Dual Targeting of Anti-Apoptotic Proteins Enhances Chemosensitivity of the Acute Myeloid Leukemia Cells

Document Type : Research Articles


1 Immunology Research Center, Tabriz University of Medical sciences, Tabriz, Iran.

2 Department of Immunology, Faculty of Medicine, Shahrekord University of Medical Sciences, Shahrekord, Iran.

3 Department of Medical Laboratory Sciences, Faculty of Medicine, Arak University of Medical Sciences, Arak, Iran.

4 Department of Medical Genetics, Faculty of Medicine, Tabriz University of Medical Sciences, Tabriz, Iran.
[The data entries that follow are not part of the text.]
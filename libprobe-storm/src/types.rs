use serde::Serialize;
use std::fmt;
use std::net::IpAddr;
use std::time::Duration;

/// A candidate that exists according to the mode's success criteria.
#[derive(Debug, Clone, PartialEq, Eq, Serialize)]
#[serde(tag = "kind", rename_all = "snake_case")]
pub enum Finding {
    Host {
        target: String,
        addrs: Vec<IpAddr>,
    },
    Page {
        url: String,
        status: u16,
        /// Content-Length header value, -1 when the header is absent.
        size: i64,
    },
}

impl fmt::Display for Finding {
    fn fmt(&self, f: &mut fmt::Formatter<'_>) -> fmt::Result {
        match self {
            Finding::Host { target, addrs } => {
                let joined = addrs
                    .iter()
                    .map(|a| a.to_string())
                    .collect::<Vec<_>>()
                    .join(", ");
                write!(f, "Found: {} -> [{}]", target, joined)
            }
            Finding::Page { url, status, size } => {
                write!(f, "Found: {} [Code: {}, Size: {}]", url, status, size)
            }
        }
    }
}

#[derive(Debug, Clone, PartialEq, Eq)]
pub enum ProbeOutcome {
    Found(Finding),
    Miss,
    /// Transport-level failure. Counted for diagnostics, otherwise treated
    /// exactly like a miss.
    Failed { reason: &'static str },
}

impl ProbeOutcome {
    pub fn is_found(&self) -> bool {
        matches!(self, ProbeOutcome::Found(_))
    }

    pub fn is_miss(&self) -> bool {
        matches!(self, ProbeOutcome::Miss)
    }

    pub fn is_failed(&self) -> bool {
        matches!(self, ProbeOutcome::Failed { .. })
    }
}

#[derive(Debug, Clone)]
pub struct ScanConfig {
    /// Fixed number of concurrent workers; also the job channel capacity.
    pub workers: usize,
    /// Hard global cap on job submissions per second, shared by all workers.
    pub rate_limit: u32,
    /// Per-probe timeout (HTTP request / DNS lookup).
    pub timeout: Duration,
}

impl Default for ScanConfig {
    fn default() -> Self {
        Self {
            workers: 50,
            rate_limit: 10,
            timeout: Duration::from_secs(10),
        }
    }
}
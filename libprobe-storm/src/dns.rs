use crate::types::{Finding, ProbeOutcome};
use std::net::IpAddr;
use std::time::Duration;
use tokio::net::lookup_host;

/// Resolves a candidate host through the system resolver. The emitted
/// finding carries the original target string; only the lookup uses the
/// scheme-stripped form. Resolver errors (NXDOMAIN included) are misses.
pub async fn check_host(target: &str, timeout: Duration) -> ProbeOutcome {
    let host = strip_scheme(target);

    match tokio::time::timeout(timeout, lookup_host((host, 80u16))).await {
        Ok(Ok(addrs)) => {
            let mut ips: Vec<IpAddr> = Vec::new();
            for addr in addrs {
                if !ips.contains(&addr.ip()) {
                    ips.push(addr.ip());
                }
            }
            if ips.is_empty() {
                ProbeOutcome::Miss
            } else {
                ProbeOutcome::Found(Finding::Host {
                    target: target.to_string(),
                    addrs: ips,
                })
            }
        }
        Ok(Err(_)) => ProbeOutcome::Miss,
        Err(_) => ProbeOutcome::Failed {
            reason: "dns timeout",
        },
    }
}

pub fn strip_scheme(target: &str) -> &str {
    let host = target.strip_prefix("http://").unwrap_or(target);
    host.strip_prefix("https://").unwrap_or(host)
}

#[cfg(test)]
mod tests {
    use super::*;

    #[test]
    fn scheme_prefixes_are_stripped_for_lookup() {
        assert_eq!(strip_scheme("http://api.example.com"), "api.example.com");
        assert_eq!(strip_scheme("https://api.example.com"), "api.example.com");
        assert_eq!(strip_scheme("api.example.com"), "api.example.com");
    }

    #[tokio::test]
    async fn localhost_resolves_to_at_least_one_address() {
        let outcome = check_host("localhost", Duration::from_secs(5)).await;
        match outcome {
            ProbeOutcome::Found(Finding::Host { target, addrs }) => {
                assert_eq!(target, "localhost");
                assert!(!addrs.is_empty());
            }
            other => panic!("expected a finding for localhost, got {:?}", other),
        }
    }

    #[tokio::test]
    async fn reserved_invalid_tld_is_a_miss() {
        let outcome = check_host("no-such-host.invalid", Duration::from_secs(5)).await;
        assert!(outcome.is_miss() || outcome.is_failed());
    }
}
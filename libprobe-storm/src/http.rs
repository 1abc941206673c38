use reqwest::Client;
use std::time::Duration;

/// Shared connection-reusing client for the directory probe: per-request
/// timeout, TLS certificate validation disabled, idle-pool limits tied to
/// the worker count so full concurrency cannot exhaust the pool.
pub fn create_http_pool(timeout: Duration, pool_size: usize) -> Client {
    Client::builder()
        .timeout(timeout)
        .danger_accept_invalid_certs(true)
        .pool_max_idle_per_host(pool_size.max(1))
        .pool_idle_timeout(Duration::from_secs(90))
        .tcp_keepalive(Duration::from_secs(60))
        .tcp_nodelay(true)
        .use_rustls_tls()
        .build()
        .expect("Failed to create HTTP client")
}
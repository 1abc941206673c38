mod dns;
mod expand;
mod filter;
mod http;
mod ratelimit;
mod scanner;
mod sink;
mod stats;
mod types;
mod web;
mod wordlist;

pub use expand::{apply_extensions, directory_candidates, expand, subdomain_candidates};
pub use filter::{FilterError, FilterRules, DEFAULT_MATCH_CODES};
pub use scanner::Scanner;
pub use sink::ResultSink;
pub use stats::ScanStats;
pub use types::{Finding, ProbeOutcome, ScanConfig};
pub use wordlist::{WordlistError, WordlistStore, DEFAULT_MARKER};

/// One-shot DNS existence check with the default timeout.
pub async fn probe_host(target: &str) -> ProbeOutcome {
    dns::check_host(target, ScanConfig::default().timeout).await
}
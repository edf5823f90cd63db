use crate::core::broker::DbBroker;
use crate::core::error;
use crate::core::schemas;
use rusqlite::Connection;
use std::fs;
use std::path::{Path, PathBuf};

pub fn db_connect(db_path: &str) -> Result<Connection, error::TidelogError> {
    let conn = Connection::open(db_path)?;
    conn.busy_timeout(std::time::Duration::from_secs(5))
        .map_err(error::TidelogError::RusqliteError)?;
    conn.query_row("PRAGMA journal_mode=WAL;", [], |_| Ok(()))
        .map_err(error::TidelogError::RusqliteError)?;
    conn.execute("PRAGMA foreign_keys=ON;", [])
        .map_err(error::TidelogError::RusqliteError)?;
    Ok(conn)
}

pub fn tidelog_db_path(root: &Path) -> PathBuf {
    root.join(schemas::TIDELOG_DB_NAME)
}

pub fn initialize_db(root: &Path) -> Result<(), error::TidelogError> {
    let db_path = tidelog_db_path(root);
    if let Some(parent_dir) = db_path.parent() {
        fs::create_dir_all(parent_dir).map_err(error::TidelogError::IoError)?;
    }

    let broker = DbBroker::new(root);
    broker.with_conn(&db_path, "tidelog", "db.init", |conn| {
        for table in schemas::ALL_TABLES {
            conn.execute(table, [])?;
        }
        Ok(())
    })?;
    Ok(())
}
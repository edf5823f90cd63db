//! Store handle for tidelog's state workspace.

use crate::core::error::TidelogError;
use std::fs;
use std::path::{Path, PathBuf};

/// Handle to a tidelog state workspace.
///
/// A store is the directory holding the state database and the append-only
/// event logs. All subsystem state (goals, plans, receipts, audit) is
/// scoped to a store; there is exactly one store per project, rooted at
/// `<project>/.tidelog/data/`.
#[derive(Debug, Clone)]
pub struct Store {
    /// Absolute path to the store root directory.
    pub root: PathBuf,
}

impl Store {
    /// Open (creating if needed) the store rooted at `root`.
    pub fn open(root: &Path) -> Result<Self, TidelogError> {
        fs::create_dir_all(root).map_err(TidelogError::IoError)?;
        Ok(Self {
            root: root.to_path_buf(),
        })
    }

    pub fn db_path(&self) -> PathBuf {
        crate::core::db::tidelog_db_path(&self.root)
    }
}
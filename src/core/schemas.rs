//! Centralized database schema definitions for the tidelog state bin.
//!
//! Tidelog keeps all state in one consolidated SQLite database:
//! 1. Mutable intent: users, goals, key results, tasks, daily plans.
//! 2. Interpretation state: processing receipts, snapshots, streaks.
//! 3. Historical truth: the append-only audit log (mirrored to JSONL).

pub const TIDELOG_DB_NAME: &str = "tidelog.db";
pub const AUDIT_EVENTS_NAME: &str = "audit.events.jsonl";
pub const BROKER_EVENTS_NAME: &str = "broker.events.jsonl";

pub const DB_SCHEMA_USERS: &str = "
    CREATE TABLE IF NOT EXISTS users (
        id TEXT PRIMARY KEY,
        name TEXT NOT NULL,
        created_at TEXT NOT NULL
    )
";

pub const DB_SCHEMA_GOALS: &str = "
    CREATE TABLE IF NOT EXISTS goals (
        id TEXT PRIMARY KEY,
        user_id TEXT NOT NULL,
        title TEXT NOT NULL,
        horizon TEXT NOT NULL,
        start_date TEXT NOT NULL,
        end_date TEXT NOT NULL,
        status TEXT NOT NULL DEFAULT 'ACTIVE',
        created_at TEXT NOT NULL,
        updated_at TEXT NOT NULL,
        FOREIGN KEY(user_id) REFERENCES users(id)
    )
";

pub const DB_SCHEMA_KEY_RESULTS: &str = "
    CREATE TABLE IF NOT EXISTS key_results (
        id TEXT PRIMARY KEY,
        goal_id TEXT NOT NULL,
        title TEXT NOT NULL,
        kind TEXT NOT NULL,
        start_value REAL NOT NULL DEFAULT 0,
        target_value REAL NOT NULL,
        current_value REAL NOT NULL DEFAULT 0,
        weight REAL NOT NULL DEFAULT 1,
        created_at TEXT NOT NULL,
        updated_at TEXT NOT NULL,
        FOREIGN KEY(goal_id) REFERENCES goals(id)
    )
";

pub const DB_SCHEMA_TASKS: &str = "
    CREATE TABLE IF NOT EXISTS tasks (
        id TEXT PRIMARY KEY,
        user_id TEXT NOT NULL,
        title TEXT NOT NULL,
        goal_id TEXT,
        key_result_id TEXT,
        contribution REAL NOT NULL DEFAULT 0,
        status TEXT NOT NULL DEFAULT 'OPEN',
        created_at TEXT NOT NULL,
        completed_at TEXT,
        FOREIGN KEY(user_id) REFERENCES users(id)
    )
";

pub const DB_SCHEMA_DAILY_PLANS: &str = "
    CREATE TABLE IF NOT EXISTS daily_plans (
        id TEXT PRIMARY KEY,
        user_id TEXT NOT NULL,
        day TEXT NOT NULL,
        closed INTEGER NOT NULL DEFAULT 0,
        created_at TEXT NOT NULL,
        updated_at TEXT NOT NULL,
        UNIQUE(user_id, day),
        FOREIGN KEY(user_id) REFERENCES users(id)
    )
";

pub const DB_SCHEMA_PLAN_ENTRIES: &str = "
    CREATE TABLE IF NOT EXISTS plan_entries (
        id TEXT PRIMARY KEY,
        plan_id TEXT NOT NULL,
        task_id TEXT NOT NULL,
        status TEXT NOT NULL DEFAULT 'PENDING',
        UNIQUE(plan_id, task_id),
        FOREIGN KEY(plan_id) REFERENCES daily_plans(id),
        FOREIGN KEY(task_id) REFERENCES tasks(id)
    )
";

// The composite primary key makes INSERT OR IGNORE the atomic
// insert-if-absent primitive the idempotency ledger is built on.
pub const DB_SCHEMA_PROCESSING_RECEIPTS: &str = "
    CREATE TABLE IF NOT EXISTS processing_receipts (
        fact_id TEXT NOT NULL,
        consumer TEXT NOT NULL,
        processed_at TEXT NOT NULL,
        PRIMARY KEY(fact_id, consumer)
    )
";

pub const DB_SCHEMA_GOAL_SNAPSHOTS: &str = "
    CREATE TABLE IF NOT EXISTS goal_snapshots (
        id TEXT PRIMARY KEY,
        goal_id TEXT NOT NULL,
        snap_date TEXT NOT NULL,
        actual REAL NOT NULL,
        expected REAL NOT NULL,
        created_at TEXT NOT NULL,
        FOREIGN KEY(goal_id) REFERENCES goals(id)
    )
";

pub const DB_SCHEMA_STREAKS: &str = "
    CREATE TABLE IF NOT EXISTS streaks (
        user_id TEXT PRIMARY KEY,
        current_streak INTEGER NOT NULL DEFAULT 0,
        updated_at TEXT NOT NULL,
        FOREIGN KEY(user_id) REFERENCES users(id)
    )
";

pub const DB_SCHEMA_AUDIT_LOG: &str = "
    CREATE TABLE IF NOT EXISTS audit_log (
        id TEXT PRIMARY KEY,
        fact_id TEXT NOT NULL,
        record_kind TEXT NOT NULL,
        user_id TEXT NOT NULL,
        ts TEXT NOT NULL,
        payload TEXT NOT NULL
    )
";

/// Every table in the tidelog bin, in creation order.
pub const ALL_TABLES: &[&str] = &[
    DB_SCHEMA_USERS,
    DB_SCHEMA_GOALS,
    DB_SCHEMA_KEY_RESULTS,
    DB_SCHEMA_TASKS,
    DB_SCHEMA_DAILY_PLANS,
    DB_SCHEMA_PLAN_ENTRIES,
    DB_SCHEMA_PROCESSING_RECEIPTS,
    DB_SCHEMA_GOAL_SNAPSHOTS,
    DB_SCHEMA_STREAKS,
    DB_SCHEMA_AUDIT_LOG,
];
5 Department of Molecular Medicine and Biotechnology, Faculty of Medicine, Arak University of Medical Sciences, Arak, Iran.


Background: Acute myeloid leukemia (AML) is a type of blood cancer characterized by fast cellular proliferation. Myeloid cell leukemia-1 (Mcl-1) and survivin, as anti-apoptotic proteins, are involved in cancer growth and resistance to chemotherapy. The aim of this study was to examine the combination effect of Mcl-1 and survivin specific siRNAs on chemosensitivity of the human HL-60 AML cells. Methods: SiRNAs transfection was performed by using Lipofectamine™2000 reagent. The mRNA expression was analyzed by real-time quantitative PCR. The apoptosis analysis was measured by ELISA cell death assay. Results: siRNAs markedly suppressed mRNA expression levels of Mcl-1 and survivin in a time-dependent manner, resulting in reduction of leukemic cell proliferation and enhanced spontaneous cell death. Surprisingly, Mcl-1 siRNA and survivin siRNA synergistically enhanced the cell toxic effects of etoposide. Furthermore, down-regulation of Mcl-1 and survivin significantly enhanced the apoptotic effect of etoposide. Conclusions: Our investigation suggests that suppression of Mcl-1 and survivin by siRNA can effectually inhibit cell growth and overcome chemoresistance of AML cells. Therefore siRNAs may be an important adjuvant in chemotherapy for AML patients.